Jacob O'Bryant
Home · Archive
Building an essay recommender system in 10 days
27 October 2020

I recently finished the MVP for an idea I had last month: Findka Essays, a newsletter that adapts to your preferences with machine learning. I pivoted to this from a much more complicated recommender system app, so I was already familiar with (almost) all the parts needed to build it. I'm extremely happy with the result: the new app is simple, the codebase is clean, and I launched it in under two weeks. In the grand tradition of our people, it is now time for an architecture + toolkit walkthrough. Feel free to skip to whichever sections interest you most. If you read only one section, I suggest Recommendations.

Note: I've abstracted a lot of the code into Biff, a web framework I released several months ago. I'll reference Biff frequently.


Language

The vast majority of the app is written in Clojure (the only exception is the actual recommendation algorithm, which is written in Python). Clojure is a fabulous language that has a strong emphasis on simplicity and stability, which makes codebases easy to maintain and extend in the long run. As a Lisp, it also has an extremely tight feedback loop which is great for rapid development.

There is a trade-off: since Clojure focuses on long-term concerns over short-term concerns, it can take a while to get up to speed (though it's a lot easier if you have a mentor). For example, to do web dev in Clojure, you'll need to learn how to piece together a bunch of individual libraries—there isn't a go-to framework like Rails or Django. (Luminus is probably the best starting point, after you're familiar with the language itself).

In most cases, I'd say the trade-off is well worth it. But for small or experimental apps (like you might build in a startup), speed at the beginning is extra valuable. If you want to move fast right away but you're not already comfortable in the Clojure ecosystem, you might have a bad time. One of my goals for Biff is to help mitigate that.

Front end

OK, now for some actual code. Findka Essays, unlike its predecessor, is a humble multi-page application. No React here. So the front end is pretty simple.

(For brevity, I'll call it "Findka" from here on out).

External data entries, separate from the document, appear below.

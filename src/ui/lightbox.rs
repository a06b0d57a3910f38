/// Full-screen lightbox overlay
use iced::widget::{button, column, container, horizontal_space, image, mouse_area, row, text, Stack};
use iced::{Alignment, Background, Color, Element, Length, Theme};

use crate::state::cache::ImageCache;
use crate::state::lightbox::{Direction, Step};
use crate::state::session::GallerySession;
use crate::Message;

/// The overlay for the open photo, or `None` while the lightbox is closed
pub fn view<'a>(session: &'a GallerySession, cache: &'a ImageCache) -> Option<Element<'a, Message>> {
    let position = session.lightbox().position()?;
    let record = session.current_photo()?;
    let total = session.active_images().len();
    let direction = session.lightbox().direction();

    let low_res = session.low_res_url(record);
    let photo: Element<'a, Message> = match cache.best(&record.display_url, low_res.as_deref()) {
        Some(cached) => image(cached.handle.clone())
            .width(Length::Fill)
            .height(Length::Fill)
            .into(),
        None => container(text("Loading…").size(16))
            .center_x(Length::Fill)
            .center_y(Length::Fill)
            .into(),
    };

    let previous = nav_button("‹", Step::Previous, position > 0, direction == Direction::Backward);
    let next = nav_button("›", Step::Next, position + 1 < total, direction == Direction::Forward);

    let top_bar = row![
        text(format!("{} / {}", position + 1, total)).size(14),
        horizontal_space(),
        button(text("Download").size(14))
            .style(button::secondary)
            .on_press(Message::Download),
        button(text("Close").size(14))
            .style(button::secondary)
            .on_press(Message::CloseLightbox),
    ]
    .spacing(12)
    .align_y(Alignment::Center);

    let middle = row![previous, container(photo).width(Length::Fill).height(Length::Fill), next]
        .spacing(12)
        .align_y(Alignment::Center)
        .height(Length::Fill);

    let content = column![top_bar, middle, text(record.alt_text.as_str()).size(13)]
        .spacing(12)
        .padding(24)
        .align_x(Alignment::Center);

    let backdrop = mouse_area(
        container(horizontal_space())
            .width(Length::Fill)
            .height(Length::Fill)
            .style(|_theme: &Theme| container::Style {
                background: Some(Background::Color(Color::from_rgba(0.0, 0.0, 0.0, 0.85))),
                ..Default::default()
            }),
    )
    .on_press(Message::CloseLightbox);

    // wheel events stop here instead of scrolling the grid underneath
    let overlay = mouse_area(
        Stack::new()
            .push(backdrop)
            .push(content)
            .width(Length::Fill)
            .height(Length::Fill),
    )
    .on_scroll(|_delta| Message::OverlayScrolled);

    Some(overlay.into())
}

fn nav_button<'a>(label: &'a str, step: Step, enabled: bool, highlighted: bool) -> Element<'a, Message> {
    let style: fn(&Theme, button::Status) -> button::Style = if highlighted {
        button::primary
    } else {
        button::secondary
    };
    let control = button(text(label).size(28)).padding([12, 16]).style(style);
    if enabled {
        control.on_press(Message::Step(step)).into()
    } else {
        control.into()
    }
}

I use Rum for HTML generation. Here's a quick example:

(ns hello.world
 (:require
   [rum.core :as rum]))

(defn -main []
  (spit "hello.html"
    (rum/render-static-markup
      [:html
       [:body
        [:p {:style {:color "red"}}
         "Hello world!"]]])))

After installing Clojure, you could put that in src/hello/world.clj and then run the program with clj -Sdeps '{:deps {rum/rum {:mvn/version "0.11.5"}}}' -M -m hello.world. That's a great way to get started with Clojure, actually—you can make a whole static site with just functions, data structures, and Rum. That's how I made Findka's landing page. Here's a snippet:

(defn home []
  (base-page {:scripts [[:script {:src "/js/ensure-logged-out.js"}]]}
    [:.bg-dark.text-white
     [:.container.px-3.mx-auto.max-w-screen-md
      [:.nunito-sans-bold.text-2xl.mt-4.mb-8.sm:text-center
       "Great essays delivered to your inbox. " [:br.hidden.md:inline]
       "Chosen specifically for you with machine learning."]
      [:a.btn.btn-green.btn-block.sm:max-w-sm.mx-auto
       {:href "/signup"}
       "Sign up"]
      ...

This project is the first time I've used Tailwind CSS (I used Bootstrap previously). I give it two thumbs up. Tailwind gives you smaller, better building blocks than Bootstrap, and it has responsive variants for every class (hallelujah). Setup was straightforward. After an npm init; npm install tailwindcss --save-dev, you just need a few files:

tailwind.config.js:

module.exports = {
  purge: [
    './src/**/*.clj', // for tree-shaking
  ],
  theme: {
    extend: {
      colors: {
        'dark': '#343a40',
        'hn-orange': '#ff6600',
        ...
      }
    }
  }
}

tailwind.css:

@tailwind base;

@tailwind components;
@responsive {
  .btn-thin {
    @apply text-center py-2 px-4 rounded;
  }
  .btn {
    @apply btn-thin font-bold;
  }
  ...
}

@tailwind utilities;
@responsive {
  .nunito-sans-bold {
    font-family: 'Nunito Sans', sans-serif;
    font-weight : 900;
  }
  ...
}

Build with npx tailwindcss build tailwind.css -o output.css.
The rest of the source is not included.